- What you will do -
Where a line contains the word "Single", copy that line from the records below.

Data excerpts:
──────

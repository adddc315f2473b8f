use reqwest::Client;
use serde::Deserialize;
use serde_json::json;
use tracing::{debug, info};

use crate::error::{HarnessError, Result};

/// Turns a finished prompt into the model's raw answer.
#[allow(async_fn_in_trait)]
pub trait ActionGenerator {
    async fn generate(&self, prompt: &str) -> Result<String>;
}

/// Client for the hosted text-generation model.
pub struct GenerationClient {
    client: Client,
    url: String,
    api_token: Option<String>,
    max_new_tokens: u32,
    pad_token_id: u32,
}

#[derive(Deserialize)]
struct Generated {
    generated_text: String,
}

#[derive(Deserialize)]
#[serde(untagged)]
enum GenerationResponse {
    Batch(Vec<Generated>),
    Single(Generated),
}

impl GenerationClient {
    pub fn new(url: impl Into<String>, api_token: Option<String>) -> Self {
        Self {
            client: Client::new(),
            url: url.into(),
            api_token,
            max_new_tokens: 256,
            pad_token_id: 2,
        }
    }

    pub fn with_limits(mut self, max_new_tokens: u32, pad_token_id: u32) -> Self {
        self.max_new_tokens = max_new_tokens;
        self.pad_token_id = pad_token_id;
        self
    }
}

impl ActionGenerator for GenerationClient {
    async fn generate(&self, prompt: &str) -> Result<String> {
        let mut request = self
            .client
            .post(&self.url)
            .header("Accept", "application/json")
            .json(&json!({
                "inputs": prompt,
                "parameters": {
                    "max_new_tokens": self.max_new_tokens,
                    "return_full_text": false,
                    "pad_token_id": self.pad_token_id,
                }
            }));
        if let Some(token) = &self.api_token {
            request = request.bearer_auth(token);
        }

        debug!(prompt_chars = prompt.len(), "querying action model");
        let response = request
            .send()
            .await
            .map_err(|e| HarnessError::GenerationService(e.to_string()))?;
        let status = response.status();
        if !status.is_success() {
            let body = response.text().await.unwrap_or_default();
            return Err(HarnessError::GenerationService(format!("{status}: {body}")));
        }

        let parsed = response
            .json::<GenerationResponse>()
            .await
            .map_err(|e| HarnessError::GenerationService(format!("unreadable response: {e}")))?;
        let text = match parsed {
            GenerationResponse::Batch(batch) => batch
                .into_iter()
                .next()
                .map(|g| g.generated_text)
                .ok_or_else(|| HarnessError::GenerationService("empty generation batch".into()))?,
            GenerationResponse::Single(g) => g.generated_text,
        };

        info!(answer = %text, "model replied");
        Ok(text)
    }
}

──────

- Result of this exercise -
    Single(Generated),
            GenerationResponse::Single(g) => g.generated_text,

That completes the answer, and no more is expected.